━━━━━ Data

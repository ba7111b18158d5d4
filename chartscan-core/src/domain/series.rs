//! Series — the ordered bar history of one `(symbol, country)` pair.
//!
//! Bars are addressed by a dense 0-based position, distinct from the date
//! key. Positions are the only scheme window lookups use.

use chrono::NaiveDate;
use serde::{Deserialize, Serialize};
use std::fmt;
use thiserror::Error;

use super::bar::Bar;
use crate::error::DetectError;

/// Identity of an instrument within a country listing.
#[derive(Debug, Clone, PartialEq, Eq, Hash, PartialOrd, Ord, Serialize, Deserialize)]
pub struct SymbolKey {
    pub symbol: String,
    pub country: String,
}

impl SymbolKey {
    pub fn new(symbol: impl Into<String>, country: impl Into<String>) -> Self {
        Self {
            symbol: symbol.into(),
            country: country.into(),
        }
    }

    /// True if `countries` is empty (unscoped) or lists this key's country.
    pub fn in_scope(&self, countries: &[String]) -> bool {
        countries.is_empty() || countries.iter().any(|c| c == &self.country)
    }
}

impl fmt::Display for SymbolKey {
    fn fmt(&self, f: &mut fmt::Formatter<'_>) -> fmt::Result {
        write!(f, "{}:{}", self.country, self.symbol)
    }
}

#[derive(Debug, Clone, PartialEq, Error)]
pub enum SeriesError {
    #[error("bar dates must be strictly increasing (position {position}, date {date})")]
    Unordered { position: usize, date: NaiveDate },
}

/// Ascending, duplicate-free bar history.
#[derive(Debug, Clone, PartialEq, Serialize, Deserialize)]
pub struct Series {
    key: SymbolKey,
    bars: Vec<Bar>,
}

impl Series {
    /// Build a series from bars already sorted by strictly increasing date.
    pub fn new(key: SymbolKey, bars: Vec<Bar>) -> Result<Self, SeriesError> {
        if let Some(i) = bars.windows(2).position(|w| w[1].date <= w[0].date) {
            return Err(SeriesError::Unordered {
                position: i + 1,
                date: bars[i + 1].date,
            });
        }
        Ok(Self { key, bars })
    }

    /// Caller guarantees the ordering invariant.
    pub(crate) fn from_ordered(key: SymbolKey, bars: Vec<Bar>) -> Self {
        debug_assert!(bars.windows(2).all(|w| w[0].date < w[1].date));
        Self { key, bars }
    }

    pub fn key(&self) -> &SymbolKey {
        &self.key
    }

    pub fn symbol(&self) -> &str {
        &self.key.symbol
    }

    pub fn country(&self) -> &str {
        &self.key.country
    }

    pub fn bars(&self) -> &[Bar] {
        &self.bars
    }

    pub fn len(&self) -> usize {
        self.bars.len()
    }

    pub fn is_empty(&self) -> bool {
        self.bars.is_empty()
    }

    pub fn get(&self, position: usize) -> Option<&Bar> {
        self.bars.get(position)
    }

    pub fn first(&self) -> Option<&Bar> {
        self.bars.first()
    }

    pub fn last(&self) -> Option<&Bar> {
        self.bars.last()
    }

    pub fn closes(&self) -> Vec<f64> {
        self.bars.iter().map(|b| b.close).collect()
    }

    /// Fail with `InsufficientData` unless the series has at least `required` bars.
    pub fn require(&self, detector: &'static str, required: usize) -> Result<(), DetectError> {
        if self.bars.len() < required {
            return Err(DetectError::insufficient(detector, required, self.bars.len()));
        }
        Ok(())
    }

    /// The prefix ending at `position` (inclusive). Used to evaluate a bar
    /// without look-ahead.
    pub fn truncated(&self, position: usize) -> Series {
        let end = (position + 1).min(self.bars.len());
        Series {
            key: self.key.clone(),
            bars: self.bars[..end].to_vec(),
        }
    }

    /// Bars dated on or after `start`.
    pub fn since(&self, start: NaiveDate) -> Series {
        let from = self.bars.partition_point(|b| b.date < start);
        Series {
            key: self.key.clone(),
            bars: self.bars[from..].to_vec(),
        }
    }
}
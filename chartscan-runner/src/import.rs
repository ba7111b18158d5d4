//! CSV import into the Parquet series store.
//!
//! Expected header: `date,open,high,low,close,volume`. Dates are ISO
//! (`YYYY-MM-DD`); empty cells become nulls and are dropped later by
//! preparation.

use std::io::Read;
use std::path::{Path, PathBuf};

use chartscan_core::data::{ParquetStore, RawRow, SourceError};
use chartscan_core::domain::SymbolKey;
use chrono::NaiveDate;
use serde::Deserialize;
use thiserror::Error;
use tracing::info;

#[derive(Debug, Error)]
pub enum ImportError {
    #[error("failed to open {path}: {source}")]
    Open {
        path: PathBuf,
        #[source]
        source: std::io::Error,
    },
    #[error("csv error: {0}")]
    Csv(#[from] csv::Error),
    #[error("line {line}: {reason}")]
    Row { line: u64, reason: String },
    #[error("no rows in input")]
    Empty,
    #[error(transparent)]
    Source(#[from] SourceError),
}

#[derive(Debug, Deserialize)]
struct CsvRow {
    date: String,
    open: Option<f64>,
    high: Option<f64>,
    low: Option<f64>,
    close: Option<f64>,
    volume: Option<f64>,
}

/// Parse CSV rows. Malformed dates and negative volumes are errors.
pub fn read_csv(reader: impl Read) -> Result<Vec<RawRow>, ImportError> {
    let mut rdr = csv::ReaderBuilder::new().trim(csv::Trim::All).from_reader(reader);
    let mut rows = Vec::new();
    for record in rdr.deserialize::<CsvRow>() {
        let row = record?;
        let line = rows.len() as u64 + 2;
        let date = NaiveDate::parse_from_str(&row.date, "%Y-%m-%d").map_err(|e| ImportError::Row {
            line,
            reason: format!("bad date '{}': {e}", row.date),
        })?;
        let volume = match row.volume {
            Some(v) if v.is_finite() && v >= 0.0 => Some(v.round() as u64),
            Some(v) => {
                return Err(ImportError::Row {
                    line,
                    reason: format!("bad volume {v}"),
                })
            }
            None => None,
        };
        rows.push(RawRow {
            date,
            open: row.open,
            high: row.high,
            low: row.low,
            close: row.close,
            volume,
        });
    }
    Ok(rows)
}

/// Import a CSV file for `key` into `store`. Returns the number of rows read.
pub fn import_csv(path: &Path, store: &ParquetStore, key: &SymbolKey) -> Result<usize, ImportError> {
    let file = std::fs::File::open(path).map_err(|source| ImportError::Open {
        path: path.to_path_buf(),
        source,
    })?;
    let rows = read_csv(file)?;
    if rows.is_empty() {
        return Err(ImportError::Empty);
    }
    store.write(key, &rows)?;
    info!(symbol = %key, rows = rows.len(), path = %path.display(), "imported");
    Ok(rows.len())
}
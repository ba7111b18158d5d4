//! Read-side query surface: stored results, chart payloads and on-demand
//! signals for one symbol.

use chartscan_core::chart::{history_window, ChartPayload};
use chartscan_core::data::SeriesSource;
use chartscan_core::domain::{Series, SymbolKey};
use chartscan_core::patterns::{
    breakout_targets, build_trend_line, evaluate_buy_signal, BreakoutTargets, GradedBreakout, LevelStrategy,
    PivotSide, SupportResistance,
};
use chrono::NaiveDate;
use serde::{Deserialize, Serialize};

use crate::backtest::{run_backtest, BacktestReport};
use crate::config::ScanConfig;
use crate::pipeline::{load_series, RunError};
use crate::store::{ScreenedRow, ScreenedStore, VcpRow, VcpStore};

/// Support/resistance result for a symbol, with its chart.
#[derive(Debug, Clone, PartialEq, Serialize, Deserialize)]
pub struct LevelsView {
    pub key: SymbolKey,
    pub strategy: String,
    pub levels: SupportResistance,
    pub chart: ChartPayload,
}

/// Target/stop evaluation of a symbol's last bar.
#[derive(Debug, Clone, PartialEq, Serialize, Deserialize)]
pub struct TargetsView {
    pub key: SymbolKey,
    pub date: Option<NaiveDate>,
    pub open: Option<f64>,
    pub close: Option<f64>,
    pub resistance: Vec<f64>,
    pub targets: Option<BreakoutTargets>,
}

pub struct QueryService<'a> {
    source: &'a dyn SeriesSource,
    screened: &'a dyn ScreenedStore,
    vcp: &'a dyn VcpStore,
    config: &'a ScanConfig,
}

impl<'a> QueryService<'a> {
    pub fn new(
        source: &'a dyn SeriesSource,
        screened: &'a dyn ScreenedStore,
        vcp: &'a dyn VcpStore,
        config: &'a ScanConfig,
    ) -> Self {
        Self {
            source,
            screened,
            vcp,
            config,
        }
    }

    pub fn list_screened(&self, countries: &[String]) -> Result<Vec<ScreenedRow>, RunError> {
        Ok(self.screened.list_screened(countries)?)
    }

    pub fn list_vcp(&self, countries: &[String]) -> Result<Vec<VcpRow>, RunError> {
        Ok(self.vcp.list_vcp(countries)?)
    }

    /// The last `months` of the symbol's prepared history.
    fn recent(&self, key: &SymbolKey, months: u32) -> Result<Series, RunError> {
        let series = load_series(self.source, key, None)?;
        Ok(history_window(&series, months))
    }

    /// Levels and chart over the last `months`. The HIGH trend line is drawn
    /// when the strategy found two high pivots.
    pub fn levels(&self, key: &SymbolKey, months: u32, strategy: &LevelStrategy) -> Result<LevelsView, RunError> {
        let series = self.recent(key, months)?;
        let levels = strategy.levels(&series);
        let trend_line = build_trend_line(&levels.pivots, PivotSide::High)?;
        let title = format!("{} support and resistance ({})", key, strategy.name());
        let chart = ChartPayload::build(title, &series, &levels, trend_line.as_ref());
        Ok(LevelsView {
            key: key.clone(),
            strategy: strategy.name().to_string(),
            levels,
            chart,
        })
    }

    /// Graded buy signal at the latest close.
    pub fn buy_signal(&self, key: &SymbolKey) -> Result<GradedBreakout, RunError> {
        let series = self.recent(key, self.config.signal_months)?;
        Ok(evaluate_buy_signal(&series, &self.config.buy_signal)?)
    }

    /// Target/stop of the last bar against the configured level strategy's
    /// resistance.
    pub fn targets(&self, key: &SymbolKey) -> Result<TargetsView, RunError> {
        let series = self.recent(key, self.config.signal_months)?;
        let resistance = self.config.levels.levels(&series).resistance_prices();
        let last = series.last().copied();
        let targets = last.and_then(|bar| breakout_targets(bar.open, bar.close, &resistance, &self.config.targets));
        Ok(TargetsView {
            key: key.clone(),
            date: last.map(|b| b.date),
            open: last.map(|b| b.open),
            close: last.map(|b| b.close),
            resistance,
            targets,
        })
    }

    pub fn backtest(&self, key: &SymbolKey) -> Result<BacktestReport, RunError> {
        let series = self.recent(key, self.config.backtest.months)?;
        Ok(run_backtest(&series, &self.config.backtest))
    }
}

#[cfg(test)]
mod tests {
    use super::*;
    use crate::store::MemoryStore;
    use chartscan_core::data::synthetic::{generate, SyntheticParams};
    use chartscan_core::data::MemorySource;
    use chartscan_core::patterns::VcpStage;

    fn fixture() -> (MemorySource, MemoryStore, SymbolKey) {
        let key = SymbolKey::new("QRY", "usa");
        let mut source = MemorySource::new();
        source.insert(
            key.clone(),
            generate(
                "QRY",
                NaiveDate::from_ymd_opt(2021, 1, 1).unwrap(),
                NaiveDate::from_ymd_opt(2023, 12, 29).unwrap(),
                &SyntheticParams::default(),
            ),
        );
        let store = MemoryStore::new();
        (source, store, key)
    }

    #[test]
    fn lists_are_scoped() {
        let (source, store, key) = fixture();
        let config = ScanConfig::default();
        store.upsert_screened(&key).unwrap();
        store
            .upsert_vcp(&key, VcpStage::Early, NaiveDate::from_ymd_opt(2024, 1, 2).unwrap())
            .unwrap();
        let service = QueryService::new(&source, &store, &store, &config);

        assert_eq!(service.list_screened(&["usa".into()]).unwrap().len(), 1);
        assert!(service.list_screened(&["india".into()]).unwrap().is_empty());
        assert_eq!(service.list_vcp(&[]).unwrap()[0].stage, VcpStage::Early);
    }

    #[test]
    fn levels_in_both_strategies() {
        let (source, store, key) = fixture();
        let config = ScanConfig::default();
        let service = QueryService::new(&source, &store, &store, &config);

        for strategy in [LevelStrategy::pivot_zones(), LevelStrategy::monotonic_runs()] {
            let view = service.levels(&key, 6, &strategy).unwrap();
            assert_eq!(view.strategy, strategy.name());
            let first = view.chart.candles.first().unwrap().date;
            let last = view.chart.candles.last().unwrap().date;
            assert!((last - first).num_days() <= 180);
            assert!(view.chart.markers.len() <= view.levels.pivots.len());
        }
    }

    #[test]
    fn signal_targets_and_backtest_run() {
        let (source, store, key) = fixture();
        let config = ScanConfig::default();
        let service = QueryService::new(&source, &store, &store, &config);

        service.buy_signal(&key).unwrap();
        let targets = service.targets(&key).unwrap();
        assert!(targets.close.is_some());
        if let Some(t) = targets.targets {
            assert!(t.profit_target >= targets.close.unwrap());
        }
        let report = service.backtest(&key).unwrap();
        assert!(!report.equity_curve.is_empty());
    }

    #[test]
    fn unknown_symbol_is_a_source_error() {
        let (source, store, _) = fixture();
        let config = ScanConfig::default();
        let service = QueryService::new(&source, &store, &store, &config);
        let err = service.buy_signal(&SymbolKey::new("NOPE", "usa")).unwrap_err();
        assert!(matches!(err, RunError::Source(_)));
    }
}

━━━━━━━━━━

Show the lines where the word "DetectError" appears in the entries.

Task answer:
use crate::error::DetectError;
    pub fn require(&self, detector: &'static str, required: usize) -> Result<(), DetectError> {
            return Err(DetectError::insufficient(detector, required, self.bars.len()));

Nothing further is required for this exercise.